In this review, we introduce disturbances at different points in this loop to simulate the real-world situations the agent might encounter. The system used is a cartpole moving along a 1-D rail.
Figure 2. Block diagram of the safe-control-gym (source)
Safe-control-gym is a RL benchmarking gym developed by the Dynamic Systems Lab led by Professor Angela Schoellig from the University of Toronto Institute for Aerospace Studies. This gym helps bridge the gap between simulated and real-world environments while providing tools to evaluate safety.
Here are some highlights of the gym:
In the paper released with the repository, safety is broken down into robustness and constraint satisfaction. Constraint satisfaction of the approaches implemented in the gym is explored in more depth in the paper. Given the importance of robustness for translating RL and other learned approaches to the real world, it is worth exploring the performance of control approaches in the context of robustness in detail, as is done in this review.

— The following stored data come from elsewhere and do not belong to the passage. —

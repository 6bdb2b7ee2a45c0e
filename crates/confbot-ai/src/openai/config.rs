//! OpenAI client configuration.

use std::fmt;
use std::time::Duration;

use confbot_config::schema::{ApiFlavor, CompletionConfig};

use crate::AiError;

/// OpenAI client configuration.
#[derive(Clone)]
pub struct OpenAiConfig {
    pub api_key: String,
    pub flavor: ApiFlavor,
    /// Base URL, without a trailing slash.
    pub endpoint: String,
    /// Model name, or deployment name for Azure.
    pub model: String,
    pub api_version: String,
    pub max_tokens: u32,
    pub temperature: f64,
    pub system_prompt: Option<String>,
    pub connect_timeout: Duration,
    pub request_timeout: Duration,
}

impl fmt::Debug for OpenAiConfig {
    fn fmt(&self, f: &mut fmt::Formatter<'_>) -> fmt::Result {
        f.debug_struct("OpenAiConfig")
            .field("api_key", &"[REDACTED]")
            .field("flavor", &self.flavor)
            .field("endpoint", &self.endpoint)
            .field("model", &self.model)
            .field("api_version", &self.api_version)
            .field("max_tokens", &self.max_tokens)
            .field("temperature", &self.temperature)
            .field("system_prompt", &self.system_prompt)
            .finish()
    }
}

impl OpenAiConfig {
    pub fn new(api_key: impl Into<String>) -> Self {
        Self::from_parts(api_key.into(), &CompletionConfig::default())
    }

    /// Build from the `[completion]` settings.
    ///
    /// The key must already be resolved (file value or environment); a
    /// missing or blank key is an error naming the variable to set.
    pub fn from_settings(settings: &CompletionConfig) -> Result<Self, AiError> {
        match settings.api_key.as_deref().map(str::trim) {
            Some(key) if !key.is_empty() => Ok(Self::from_parts(key.to_string(), settings)),
            _ => Err(AiError::ApiError(format!(
                "Completion API not configured. Set `completion.api_key` or {}.",
                settings.flavor.api_key_env()
            ))),
        }
    }

    fn from_parts(api_key: String, settings: &CompletionConfig) -> Self {
        Self {
            api_key,
            flavor: settings.flavor,
            endpoint: settings.endpoint.trim_end_matches('/').to_string(),
            model: settings.model.clone(),
            api_version: settings.api_version.clone(),
            max_tokens: settings.max_tokens,
            temperature: settings.temperature,
            system_prompt: settings
                .system_prompt
                .clone()
                .filter(|p| !p.trim().is_empty()),
            connect_timeout: Duration::from_secs(u64::from(settings.connect_timeout_secs)),
            request_timeout: Duration::from_secs(u64::from(settings.request_timeout_secs)),
        }
    }

    /// Full URL of the chat completions endpoint.
    pub fn completions_url(&self) -> String {
        match self.flavor {
            ApiFlavor::OpenAi => format!("{}/chat/completions", self.endpoint),
            ApiFlavor::Azure => format!(
                "{}/openai/deployments/{}/chat/completions?api-version={}",
                self.endpoint, self.model, self.api_version
            ),
        }
    }
}
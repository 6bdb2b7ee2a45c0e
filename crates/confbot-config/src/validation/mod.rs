//! Full configuration validation.
//!
//! Each section has its own validator; this orchestrator calls them all
//! and collects errors into a single `ConfigError`.

mod helpers;
mod sections;

#[cfg(test)]
mod tests;

use crate::schema::ConfbotConfig;
use confbot_common::ConfigError;

/// Run all validations on a config, collecting all errors.
pub fn validate(config: &ConfbotConfig) -> Result<(), ConfigError> {
    let mut errors: Vec<String> = Vec::new();

    sections::validate_server(&mut errors, config);
    sections::validate_completion(&mut errors, config);
    sections::validate_rate_limit(&mut errors, config);
    sections::validate_sessions(&mut errors, config);

    if errors.is_empty() {
        Ok(())
    } else {
        Err(ConfigError::ValidationError(errors.join("; ")))
    }
}
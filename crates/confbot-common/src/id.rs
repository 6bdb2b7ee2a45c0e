use serde::{Deserialize, Serialize};
use std::fmt;
use std::str::FromStr;

/// Identifier of a chat session. Always a v4 UUID.
#[derive(Debug, Clone, Copy, PartialEq, Eq, Hash, Serialize, Deserialize)]
#[serde(transparent)]
pub struct SessionId(uuid::Uuid);

impl SessionId {
    pub fn new() -> Self {
        Self(uuid::Uuid::new_v4())
    }

    pub fn as_uuid(&self) -> &uuid::Uuid {
        &self.0
    }
}

impl Default for SessionId {
    fn default() -> Self {
        Self::new()
    }
}

impl fmt::Display for SessionId {
    fn fmt(&self, f: &mut fmt::Formatter<'_>) -> fmt::Result {
        write!(f, "{}", self.0)
    }
}

impl FromStr for SessionId {
    type Err = uuid::Error;

    fn from_str(s: &str) -> Result<Self, Self::Err> {
        uuid::Uuid::parse_str(s).map(Self)
    }
}

#[cfg(test)]
mod tests {
    use super::*;

    #[test]
    fn session_id_is_v4() {
        let sid = SessionId::new();
        assert_eq!(sid.as_uuid().get_version_num(), 4);
    }

    #[test]
    fn session_id_display_round_trips_through_from_str() {
        let sid = SessionId::new();
        let parsed: SessionId = sid.to_string().parse().unwrap();
        assert_eq!(sid, parsed);
    }

    #[test]
    fn session_id_rejects_garbage() {
        assert!("not-a-session".parse::<SessionId>().is_err());
    }

    #[test]
    fn session_id_serializes_as_plain_string() {
        let sid = SessionId::new();
        let json = serde_json::to_string(&sid).unwrap();
        assert_eq!(json, format!("\"{sid}\""));
    }

    #[test]
    fn session_id_is_unique() {
        use std::collections::HashSet;
        let ids: HashSet<SessionId> = (0..100).map(|_| SessionId::new()).collect();
        assert_eq!(ids.len(), 100);
    }
}
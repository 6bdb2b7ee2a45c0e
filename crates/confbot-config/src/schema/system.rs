//! Logging configuration.

use serde::{Deserialize, Serialize};

/// Log level.
#[derive(Debug, Clone, Copy, Serialize, Deserialize, PartialEq, Eq, Default)]
#[serde(rename_all = "UPPERCASE")]
pub enum LogLevel {
    Trace,
    Debug,
    #[default]
    Info,
    Warning,
    Error,
}

impl LogLevel {
    /// The `tracing` filter directive for this level.
    pub fn as_directive(&self) -> &'static str {
        match self {
            LogLevel::Trace => "trace",
            LogLevel::Debug => "debug",
            LogLevel::Info => "info",
            LogLevel::Warning => "warn",
            LogLevel::Error => "error",
        }
    }
}

#[derive(Debug, Clone, Serialize, Deserialize, Default)]
#[serde(default)]
pub struct LoggingConfig {
    pub level: LogLevel,
}
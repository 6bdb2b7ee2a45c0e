//! confbot-server: HTTP front end of the conference chatbot.
//!
//! Creates chat sessions, accepts user messages, and streams the model's
//! answers as Server-Sent Events while it consults the conference program
//! through tool calls.

mod app;
mod error;
mod protocol;
mod rate_limit;
mod reaper;
mod routes;


use std::path::PathBuf;
use std::process::ExitCode;
use std::sync::Arc;

use clap::Parser;
use confbot_ai::{OpenAiClient, OpenAiConfig, RunContext, SessionStore, ToolDispatcher};
use confbot_common::{ConfbotError, ConfigError};
use confbot_config::{load_config, validation, ConfbotConfig};
use tokio::net::TcpListener;
use tracing_subscriber::EnvFilter;

use crate::app::{build_router, AppState};
use crate::reaper::spawn_reaper;

#[derive(Parser)]
#[command(name = "confbot-server", about = "Conference chatbot HTTP server")]
struct Args {
    /// Config file (defaults to the platform config directory).
    #[arg(short, long)]
    config: Option<PathBuf>,

    /// Port to listen on.
    #[arg(short, long)]
    port: Option<u16>,

    /// Conference program export (JSON).
    #[arg(long)]
    catalog: Option<PathBuf>,

    /// Log filter, e.g. `debug` or `confbot_ai=trace`.
    #[arg(long)]
    log_level: Option<String>,
}

#[tokio::main]
async fn main() -> ExitCode {
    let args = Args::parse();

    let config = match resolve_config(&args) {
        Ok(config) => config,
        Err(e) => {
            eprintln!("confbot-server: {e}");
            return ExitCode::FAILURE;
        }
    };

    init_tracing(args.log_level.as_deref(), &config);

    match run(config).await {
        Ok(()) => ExitCode::SUCCESS,
        Err(e) => {
            tracing::error!(error = %e, "confbot-server failed");
            ExitCode::FAILURE
        }
    }
}

/// Load the config file, then layer the command line on top and validate.
fn resolve_config(args: &Args) -> Result<ConfbotConfig, ConfigError> {
    let mut config = load_config(args.config.as_deref())?;
    if let Some(port) = args.port {
        config.server.port = u32::from(port);
    }
    if let Some(ref catalog) = args.catalog {
        config.catalog.path = catalog.clone();
    }
    validation::validate(&config)?;
    Ok(config)
}

/// `RUST_LOG` wins, then `--log-level`, then the config file.
fn init_tracing(cli_level: Option<&str>, config: &ConfbotConfig) {
    let fallback = cli_level
        .map(String::from)
        .unwrap_or_else(|| default_directive(config));
    tracing_subscriber::fmt()
        .with_env_filter(
            EnvFilter::try_from_default_env().unwrap_or_else(|_| EnvFilter::new(fallback)),
        )
        .init();
}

fn default_directive(config: &ConfbotConfig) -> String {
    let level = config.logging.level.as_directive();
    ["confbot_server", "confbot_ai", "confbot_program", "confbot_config"]
        .map(|target| format!("{target}={level}"))
        .join(",")
}

async fn run(config: ConfbotConfig) -> Result<(), ConfbotError> {
    let catalog = confbot_program::read_catalog(&config.catalog.path)
        .map_err(|e| ConfbotError::Catalog(e.to_string()))?;
    tracing::info!(
        path = %config.catalog.path.display(),
        sessions = catalog.len(),
        "Conference program loaded"
    );

    let client_config = OpenAiConfig::from_settings(&config.completion)
        .map_err(|e| ConfbotError::Completion(e.to_string()))?;
    let client =
        OpenAiClient::new(client_config).map_err(|e| ConfbotError::Completion(e.to_string()))?;

    let dispatcher = ToolDispatcher::with_conference_tools(Arc::new(catalog));
    let run_context =
        RunContext::new(Arc::new(client), Arc::new(dispatcher)).with_settings(&config.sessions);
    let store = SessionStore::new(config.sessions.concurrent_run);

    if let Some(ttl) = config.sessions.idle_ttl() {
        let interval = std::time::Duration::from_secs(config.sessions.reap_interval_secs.into());
        spawn_reaper(store.clone(), ttl, interval);
        tracing::info!(?ttl, ?interval, "Idle session reaper started");
    }

    let state = AppState { store, run_context };
    let router = build_router(
        state,
        &config.rate_limit,
        config.server.allowed_origins.clone(),
    );

    let addr = config.server.bind_address();
    let listener = TcpListener::bind(&addr).await?;
    tracing::info!("confbot-server listening on {}", addr);

    axum::serve(listener, router)
        .await
        .map_err(|e| ConfbotError::Server(e.to_string()))
}
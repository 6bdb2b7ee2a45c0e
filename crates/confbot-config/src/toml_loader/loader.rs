//! Core TOML config loading: read from path or platform default.

use crate::schema::ConfbotConfig;
use confbot_common::ConfigError;
use std::path::Path;
use tracing::info;

use super::paths::{create_default_config, default_config_path};

/// Load config from a specific TOML file path.
///
/// Deserializes the file using serde defaults for any missing fields.
/// Validation is left to the caller so that CLI overrides can be applied
/// first.
pub fn load_from_path(path: &Path) -> Result<ConfbotConfig, ConfigError> {
    if !path.exists() {
        return Err(ConfigError::FileNotFound(path.to_path_buf()));
    }

    let content = std::fs::read_to_string(path)
        .map_err(|e| ConfigError::ParseError(format!("failed to read {}: {e}", path.display())))?;

    let config: ConfbotConfig = toml::from_str(&content)
        .map_err(|e| ConfigError::ParseError(format!("failed to parse TOML: {e}")))?;

    info!("loaded config from {}", path.display());
    Ok(config)
}

/// Load config from the platform-specific default path.
///
/// On macOS: `~/Library/Application Support/confbot/config.toml`
/// On Linux: `~/.config/confbot/config.toml`
///
/// If the file does not exist, creates a default config file and returns defaults.
pub fn load_default() -> Result<ConfbotConfig, ConfigError> {
    let path = default_config_path()?;

    match load_from_path(&path) {
        Ok(config) => Ok(config),
        Err(ConfigError::FileNotFound(_)) => {
            info!("no config found at {}, creating default", path.display());
            create_default_config(&path)?;
            Ok(ConfbotConfig::default())
        }
        Err(e) => Err(e),
    }
}
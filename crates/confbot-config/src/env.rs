//! Environment variable overrides applied after the file is parsed.

use crate::schema::ConfbotConfig;

/// Fill in secrets that are not stored in the config file.
///
/// The API key is read from the flavor's environment variable
/// (`OPENAI_API_KEY` or `AZURE_OPENAI_API_KEY`) when the file leaves it
/// unset or empty.
pub fn apply_env_overrides(config: &mut ConfbotConfig) {
    apply_with(config, |key| std::env::var(key).ok());
}

pub(crate) fn apply_with(config: &mut ConfbotConfig, lookup: impl Fn(&str) -> Option<String>) {
    let has_key = config
        .completion
        .api_key
        .as_deref()
        .is_some_and(|k| !k.trim().is_empty());
    if !has_key {
        config.completion.api_key = lookup(config.completion.flavor.api_key_env())
            .filter(|k| !k.trim().is_empty());
    }
}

To simplify these experiments, training and evaluation will be done using the cartpole environment on a subset of the controllers.
The controllers that will be compared are:
PPO is a state-of-the-art policy gradient method proposed in 2017 by OpenAI. It improves upon previous policy optimisation methods like TRPO (Trust Region Policy Optimisation) and ACER(Actor-Critic with Experience Replay). PPO reduces the complexity of implementation, sampling, and parameter tuning using a novel objective function that performs a trust-region update that is compatible with stochastic gradient descent.
safe-control-gym PPO implementation
SAC is an off-policy actor-critic deep RL algorithm proposed in 2018 by UC Berkeley’s Artificial Intelligence Research Lab. The algorithm merges stochastic policy optimisation and off-policy methods like DDPG (Deep Deterministic Policy Gradient). This allows it to better tackle the exploration-exploitation trade-off pervasive in all reinforcement learning problems by having the actor maximise both the reward and the entropy of the policy. This helps to increase exploration and prevent the policy from getting stuck in local optima.
safe-control-gym SAC implementation
RARL was proposed in 2017 by researchers at Carnegie Mellon University and Google Brain. Unlike the previous two approaches, RARL, as well as the following approach, RAP, are designed to be robust and bridge the gap between simulated results and performance in the real world. To achieve this, an adversary is introduced that learns an optimal destabilisation policy and applies these destabilising forces to the agent, increasing its robustness to real disturbances.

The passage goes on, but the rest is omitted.